A Review of You Don’t Have to Be Everything: Poems for Girls Becoming Themselves
You Don’t Have to Be Everything: Poems for Girls Becoming Themselves
Diana Whitney (Editor)
Workman Publishing, 2021; 176 pp.; $13.75 (Paperback)
Buy BookMost women can still remember how it felt to grapple with the challenging transition from childhood to adulthood. What if our passage through could have been easier? What if we discovered that we could be unapologetic in our range of feelings, emotions, and physicality? What if we were shown that it was okay to fully embrace our unique selves? Today’s adolescent girls, their mothers, and mother-figures, now have a guide to help ease the rocky road to adolescence. The anthology, You Don’t Have to Be Everything: Poems for Girls Becoming Themselves, explores themes that will resonate with adolescent girls and the women in their lives. This intergenerational compilation of sixty-eight poetic voices features new work from younger poets, poems from within the canon, contemporary Instagram poets, poet laureates, and all voices in between. Edited by author, poet, and mother of two teen daughters, Diana Whitney, this collection presents life lessons wrapped in verse and offers answers to the larger questions that echo in girlhood. Anyone considering this book of poetry for an adolescent girl in their lives may also discover the anthology invites them to revisit their younger selves.

Divided into eight sections—Seeking, Loneliness, Attitude, Rage, Longing, Shame, Sadness, and Belonging—the collection travels across a complex range of emotional landscapes in an accessible way for readers. Additionally, the poetry anthology features images by a global and diverse range of illustrators—Cristina González of Ecuador, Kate Mockford of the United Kingdom, and Stephanie Singleton of Canada—that create depth and add visual texture to the reading experience. This combination of truth-telling through verse and illustration is a bridge that connected me to some of the hardest moments of what it means for a girl to transition into adulthood.
All of us tried to navigate this journey in different ways.
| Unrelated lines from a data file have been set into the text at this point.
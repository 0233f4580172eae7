//! Message repository: write-once, read-once secrets.
//!
//! Uses SqlitePoolManager and [`MessageRecord`]. Not locked on its own; callers go
//! through [`crate::ShareStore`], which serializes access.

use crate::error::StorageError;
use crate::models::MessageRecord;
use crate::sqlite_pool::SqlitePoolManager;
use tracing::{debug, info};

#[derive(Clone)]
pub(crate) struct MessageRepository {
    pool_manager: SqlitePoolManager,
}

impl MessageRepository {
    pub(crate) fn new(pool_manager: SqlitePoolManager) -> Self {
        Self { pool_manager }
    }

    pub(crate) async fn init(&self) -> Result<(), sqlx::Error> {
        info!("Creating messages table if not exist");

        sqlx::query(
            r#"
            CREATE TABLE IF NOT EXISTS messages (
                id INTEGER NOT NULL PRIMARY KEY,
                message_token TEXT NOT NULL UNIQUE,
                expire_timestamp INTEGER NOT NULL,
                data TEXT NOT NULL
            );
            CREATE INDEX IF NOT EXISTS idx_messages_expire_timestamp ON messages(expire_timestamp);
            "#,
        )
        .execute(self.pool_manager.pool())
        .await?;

        Ok(())
    }

    /// Inserts a new message. An existing row with the same token is left untouched
    /// and [`StorageError::DuplicateToken`] is returned.
    pub(crate) async fn save(&self, message: &MessageRecord) -> Result<(), StorageError> {
        let result = sqlx::query(
            r#"
            INSERT INTO messages (message_token, expire_timestamp, data)
            VALUES (?, ?, ?)
            ON CONFLICT(message_token) DO NOTHING
            "#,
        )
        .bind(&message.message_token)
        .bind(message.expire_timestamp)
        .bind(&message.data)
        .execute(self.pool_manager.pool())
        .await?;

        if result.rows_affected() == 0 {
            return Err(StorageError::DuplicateToken);
        }

        debug!(
            expire_timestamp = message.expire_timestamp,
            size_bytes = message.data.len(),
            "Saved message"
        );
        Ok(())
    }

    /// Reads and deletes the message in one transaction. Expiry is reported, not checked.
    pub(crate) async fn consume(&self, message_token: &str) -> Result<Option<MessageRecord>, StorageError> {
        let mut tx = self.pool_manager.pool().begin().await?;

        let record = sqlx::query_as::<_, MessageRecord>(
            "SELECT message_token, expire_timestamp, data FROM messages WHERE message_token = ?",
        )
        .bind(message_token)
        .fetch_optional(&mut *tx)
        .await?;

        if record.is_some() {
            sqlx::query("DELETE FROM messages WHERE message_token = ?")
                .bind(message_token)
                .execute(&mut *tx)
                .await?;
        }

        tx.commit().await?;

        debug!(found = record.is_some(), "Consumed message");
        Ok(record)
    }

    /// Deletes every message with `0 < expire_timestamp <= now`; returns how many went.
    pub(crate) async fn clear_expired(&self, now: i64) -> Result<u64, StorageError> {
        let result = sqlx::query(
            "DELETE FROM messages WHERE expire_timestamp != 0 AND expire_timestamp <= ?",
        )
        .bind(now)
        .execute(self.pool_manager.pool())
        .await?;

        Ok(result.rows_affected())
    }
}
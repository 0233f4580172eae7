//! Per-identity ceilings stored in the `identities` table.

use serde::{Deserialize, Serialize};

/// Limits attached to one identity. Zero means "unlimited" for every field.
#[derive(Debug, Clone, Copy, Default, PartialEq, Eq, Serialize, Deserialize)]
pub struct IdentityLimits {
    /// Longest time-to-live (minutes) a message may request.
    pub retention_limit_minutes: u32,
    /// Largest accepted payload in bytes.
    pub max_size_bytes: u32,
    /// Minimum spacing (minutes) between two creations.
    pub creation_limit_minutes: u32,
}

impl IdentityLimits {
    pub fn new(retention_limit_minutes: u32, max_size_bytes: u32, creation_limit_minutes: u32) -> Self {
        Self {
            retention_limit_minutes,
            max_size_bytes,
            creation_limit_minutes,
        }
    }

    /// Builds limits from raw column values, rejecting negative or oversized numbers.
    pub(crate) fn from_columns(retention: i64, max_size: i64, creation: i64) -> Result<Self, String> {
        let column = |name: &str, value: i64| {
            u32::try_from(value).map_err(|_| format!("{} out of range: {}", name, value))
        };
        Ok(Self {
            retention_limit_minutes: column("retention_limit_minutes", retention)?,
            max_size_bytes: column("max_size_bytes", max_size)?,
            creation_limit_minutes: column("message_creation_limit_minutes", creation)?,
        })
    }
}
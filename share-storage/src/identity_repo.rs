//! Identity repository: per-identity limits and the last-creation marker.

use crate::error::StorageError;
use crate::models::{remaining_wait_minutes, CreationSlot, IdentityLimits};
use crate::sqlite_pool::SqlitePoolManager;
use tracing::{debug, info};

#[derive(Clone)]
pub(crate) struct IdentityRepository {
    pool_manager: SqlitePoolManager,
}

impl IdentityRepository {
    pub(crate) fn new(pool_manager: SqlitePoolManager) -> Self {
        Self { pool_manager }
    }

    pub(crate) async fn init(&self) -> Result<(), sqlx::Error> {
        info!("Creating identities table if not exist");

        sqlx::query(
            r#"
            CREATE TABLE IF NOT EXISTS identities (
                id INTEGER NOT NULL PRIMARY KEY,
                token TEXT NOT NULL UNIQUE,
                retention_limit_minutes INTEGER NOT NULL,
                max_size_bytes INTEGER NOT NULL,
                message_creation_limit_minutes INTEGER NOT NULL,
                last_message_creation_timestamp INTEGER
            )
            "#,
        )
        .execute(self.pool_manager.pool())
        .await?;

        Ok(())
    }

    /// Upserts the limits; the last-creation marker of an existing identity is kept.
    pub(crate) async fn set_limits(&self, token: &str, limits: IdentityLimits) -> Result<(), StorageError> {
        sqlx::query(
            r#"
            INSERT INTO identities (token, retention_limit_minutes, max_size_bytes, message_creation_limit_minutes)
            VALUES (?, ?, ?, ?)
            ON CONFLICT(token) DO UPDATE SET
                retention_limit_minutes = excluded.retention_limit_minutes,
                max_size_bytes = excluded.max_size_bytes,
                message_creation_limit_minutes = excluded.message_creation_limit_minutes
            "#,
        )
        .bind(token)
        .bind(i64::from(limits.retention_limit_minutes))
        .bind(i64::from(limits.max_size_bytes))
        .bind(i64::from(limits.creation_limit_minutes))
        .execute(self.pool_manager.pool())
        .await?;

        debug!(
            retention_limit_minutes = limits.retention_limit_minutes,
            max_size_bytes = limits.max_size_bytes,
            creation_limit_minutes = limits.creation_limit_minutes,
            "Stored identity limits"
        );
        Ok(())
    }

    pub(crate) async fn get_limits(&self, token: &str) -> Result<Option<IdentityLimits>, StorageError> {
        let row: Option<(i64, i64, i64)> = sqlx::query_as(
            r#"
            SELECT retention_limit_minutes, max_size_bytes, message_creation_limit_minutes
            FROM identities WHERE token = ?
            "#,
        )
        .bind(token)
        .fetch_optional(self.pool_manager.pool())
        .await?;

        row.map(|(retention, max_size, creation)| {
            IdentityLimits::from_columns(retention, max_size, creation).map_err(StorageError::Corrupt)
        })
        .transpose()
    }

    pub(crate) async fn exists(&self, token: &str) -> Result<bool, StorageError> {
        let row: Option<(i64,)> = sqlx::query_as("SELECT id FROM identities WHERE token = ?")
            .bind(token)
            .fetch_optional(self.pool_manager.pool())
            .await?;

        Ok(row.is_some())
    }

    pub(crate) async fn remove(&self, token: &str) -> Result<(), StorageError> {
        let result = sqlx::query("DELETE FROM identities WHERE token = ?")
            .bind(token)
            .execute(self.pool_manager.pool())
            .await?;

        debug!(removed = result.rows_affected(), "Removed identity");
        Ok(())
    }

    pub(crate) async fn record_creation(&self, token: &str, timestamp: i64) -> Result<(), StorageError> {
        sqlx::query("UPDATE identities SET last_message_creation_timestamp = ? WHERE token = ?")
            .bind(timestamp)
            .bind(token)
            .execute(self.pool_manager.pool())
            .await?;

        Ok(())
    }

    /// Returns 0 when the identity is missing or never created a message.
    pub(crate) async fn last_creation(&self, token: &str) -> Result<i64, StorageError> {
        let row: Option<(Option<i64>,)> =
            sqlx::query_as("SELECT last_message_creation_timestamp FROM identities WHERE token = ?")
                .bind(token)
                .fetch_optional(self.pool_manager.pool())
                .await?;

        Ok(row.and_then(|(timestamp,)| timestamp).unwrap_or(0))
    }

    /// Checks the creation-rate limit and records `now` in the same transaction.
    pub(crate) async fn claim_creation_slot(&self, token: &str, now: i64) -> Result<CreationSlot, StorageError> {
        let mut tx = self.pool_manager.pool().begin().await?;

        let row: Option<(i64, Option<i64>)> = sqlx::query_as(
            r#"
            SELECT message_creation_limit_minutes, last_message_creation_timestamp
            FROM identities WHERE token = ?
            "#,
        )
        .bind(token)
        .fetch_optional(&mut *tx)
        .await?;

        let Some((creation_limit, last_creation)) = row else {
            return Ok(CreationSlot::UnknownIdentity);
        };
        let creation_limit = u32::try_from(creation_limit).map_err(|_| {
            StorageError::Corrupt(format!(
                "message_creation_limit_minutes out of range: {}",
                creation_limit
            ))
        })?;

        if let Some(remaining_minutes) =
            remaining_wait_minutes(creation_limit, last_creation.unwrap_or(0), now)
        {
            return Ok(CreationSlot::Wait { remaining_minutes });
        }

        sqlx::query("UPDATE identities SET last_message_creation_timestamp = ? WHERE token = ?")
            .bind(now)
            .bind(token)
            .execute(&mut *tx)
            .await?;

        tx.commit().await?;
        Ok(CreationSlot::Granted)
    }
}
//! Integration tests for the administration commands against an on-disk database.

use share_cli::{open_store, run_admin, Commands};
use share_core::AppConfig;
use share_storage::{IdentityLimits, LATEST_VERSION};

fn config_for(dir: &tempfile::TempDir) -> AppConfig {
    AppConfig {
        database_path: dir.path().join("share.db").to_str().unwrap().to_string(),
        log_file: dir.path().join("share.log").to_str().unwrap().to_string(),
        public_host: "localhost".to_string(),
        default_retention_limit_minutes: 60,
        default_max_message_size_bytes: 1024,
        default_message_creation_limit_minutes: 0,
        expiry_sweep_interval_secs: 60,
    }
}

/// **Test: set-limits, then remove-identity.**
///
/// **Expected:** The identity exists with the given limits, then is gone.
#[tokio::test]
async fn test_set_and_remove_identity() {
    let dir = tempfile::tempdir().unwrap();
    let config = config_for(&dir);

    run_admin(
        config.clone(),
        Commands::SetLimits {
            token: "alice".to_string(),
            retention_minutes: 30,
            max_size_bytes: 512,
            creation_limit_minutes: 2,
        },
    )
    .await
    .unwrap();

    let store = open_store(&config).await.unwrap();
    assert_eq!(
        store.get_limits("alice").await.unwrap(),
        Some(IdentityLimits::new(30, 512, 2))
    );
    assert_eq!(store.version().await.unwrap(), LATEST_VERSION);
    store.disconnect().await;

    run_admin(
        config.clone(),
        Commands::RemoveIdentity {
            token: "alice".to_string(),
        },
    )
    .await
    .unwrap();

    let store = open_store(&config).await.unwrap();
    assert!(!store.identity_exists("alice").await.unwrap());
    store.disconnect().await;
}

/// **Test: share for an unknown identity fails.**
#[tokio::test]
async fn test_share_unknown_identity_fails() {
    let dir = tempfile::tempdir().unwrap();
    let config = config_for(&dir);

    let result = run_admin(
        config,
        Commands::Share {
            data: "secret".to_string(),
            user_token: "nobody".to_string(),
            retention: None,
        },
    )
    .await;
    assert!(result.is_err());
}

/// **Test: share then consume through the admin commands.**
///
/// **Expected:** Both succeed and the message is gone afterwards.
#[tokio::test]
async fn test_share_then_consume() {
    let dir = tempfile::tempdir().unwrap();
    let config = config_for(&dir);

    run_admin(
        config.clone(),
        Commands::SetLimits {
            token: "bob".to_string(),
            retention_minutes: 0,
            max_size_bytes: 0,
            creation_limit_minutes: 0,
        },
    )
    .await
    .unwrap();

    run_admin(
        config.clone(),
        Commands::Share {
            data: "secret".to_string(),
            user_token: "bob".to_string(),
            retention: Some(5),
        },
    )
    .await
    .unwrap();

    let store = open_store(&config).await.unwrap();
    assert!(store.last_creation_timestamp("bob").await.unwrap() > 0);
    store.disconnect().await;

    run_admin(
        config,
        Commands::Consume {
            token: "not-a-real-token".to_string(),
        },
    )
    .await
    .unwrap();
}

/// **Test: invalid config is rejected before touching the database.**
#[tokio::test]
async fn test_invalid_config_is_rejected() {
    let dir = tempfile::tempdir().unwrap();
    let mut config = config_for(&dir);
    config.expiry_sweep_interval_secs = 0;

    assert!(run_admin(config, Commands::Version).await.is_err());
}
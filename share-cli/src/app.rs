//! Command implementations.

use std::time::Duration;

use anyhow::{Context, Result};
use share_core::{init_tracing, AppConfig};
use share_service::{unix_now, CreateMessageRequest, ShareService};
use share_storage::{migrate, ExpiryJanitor, IdentityLimits, ShareStore};
use tokio_util::sync::CancellationToken;
use tracing::{error, info, instrument};

use crate::cli::Commands;

/// Connects to the configured database and brings its schema up to date.
pub async fn open_store(config: &AppConfig) -> Result<ShareStore> {
    let store = ShareStore::connect(&config.database_path)
        .await
        .with_context(|| format!("Can't connect to database at {}", config.database_path))?;
    migrate(&store).await.context("Database migration failed")?;
    Ok(store)
}

/// Main entry for `run`: init logging, open the store, seed the default identity and run
/// the expiry janitor until Ctrl-C or a fatal storage error.
#[instrument(skip(config))]
pub async fn run_server(config: AppConfig) -> Result<()> {
    config.validate()?;
    init_tracing(&config.log_file)?;

    info!(
        database_path = %config.database_path,
        public_host = %config.public_host,
        "Starting one-time-share"
    );

    let store = open_store(&config).await?;
    let service = ShareService::from_config(store.clone(), &config);
    service.seed_default_identity().await?;

    let cancel = CancellationToken::new();
    let interval = Duration::from_secs(config.expiry_sweep_interval_secs);
    let mut janitor = ExpiryJanitor::new(store.clone(), interval).spawn(cancel.clone());

    info!("Store ready");

    let finished = tokio::select! {
        signal = tokio::signal::ctrl_c() => {
            signal.context("Failed to listen for Ctrl-C")?;
            None
        }
        finished = &mut janitor => Some(finished.context("Expiry janitor panicked")?),
    };

    let outcome = match finished {
        Some(outcome) => outcome,
        None => {
            info!("Shutdown requested");
            cancel.cancel();
            janitor.await.context("Expiry janitor panicked")?
        }
    };

    store.disconnect().await;

    if let Err(e) = outcome {
        error!(error = %e, "Expiry janitor failed");
        return Err(e.into());
    }

    info!("Stopped");
    Ok(())
}

/// Runs one administration command against the configured database.
pub async fn run_admin(config: AppConfig, command: Commands) -> Result<()> {
    config.validate()?;
    let store = open_store(&config).await?;
    let result = execute(&store, &config, command).await;
    store.disconnect().await;
    result
}

async fn execute(store: &ShareStore, config: &AppConfig, command: Commands) -> Result<()> {
    match command {
        Commands::Run => anyhow::bail!("run is not an administration command"),
        Commands::SetLimits {
            token,
            retention_minutes,
            max_size_bytes,
            creation_limit_minutes,
        } => {
            let limits = IdentityLimits::new(retention_minutes, max_size_bytes, creation_limit_minutes);
            store.set_limits(&token, limits).await?;
            println!("Limits set for {}", token);
        }
        Commands::ShowLimits { token } => match store.get_limits(&token).await? {
            Some(limits) => {
                let last_creation = store.last_creation_timestamp(&token).await?;
                println!("identity:               {}", token);
                println!("retention_limit_minutes: {}", limits.retention_limit_minutes);
                println!("max_size_bytes:          {}", limits.max_size_bytes);
                println!("creation_limit_minutes:  {}", limits.creation_limit_minutes);
                println!("last_creation_timestamp: {}", last_creation);
            }
            None => println!("Identity {} not found", token),
        },
        Commands::RemoveIdentity { token } => {
            store.remove_identity(&token).await?;
            println!("Identity {} removed", token);
        }
        Commands::Share {
            data,
            user_token,
            retention,
        } => {
            let service = ShareService::from_config(store.clone(), config);
            let request = CreateMessageRequest {
                user_token,
                message_data: data,
                retention,
            };
            let created = service.create_message(&request, unix_now()).await?;
            println!("{}", created.share_url);
        }
        Commands::Consume { token } => {
            let service = ShareService::from_config(store.clone(), config);
            let response = service.consume_message(&token, unix_now()).await?;
            println!("{}", response.to_json());
        }
        Commands::Version => {
            println!("{}", store.version().await?);
        }
    }
    Ok(())
}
Personally, as I mentally tried to manage the change between eleven and thirteen years old, I became challenged by the rounding of my hips which caused many of my favorite skirts and dresses to fit differently on my body. I was increasingly dismayed by the way my breasts seemed to expand from innocuous bee stings to things that moved, caused staring, and inspired teachers to call my mother to ask about my “development.” In addition to the complexity of my changing body, there was the dimension of dealing with boys. I wonder if Laura Kasischke’s sage insights about trusting one’s intuition as expressed in her poem, “Bike Ride with Older Boys,” could have saved me from my shame. Within this poem, Kasischke predicts what could’ve been on a bike ride she was invited to with two older boys. In one of the scenarios, she expresses:
Or, I am in a vacant field. When I stand up again, there are bits of glass and gravel ground into my knees.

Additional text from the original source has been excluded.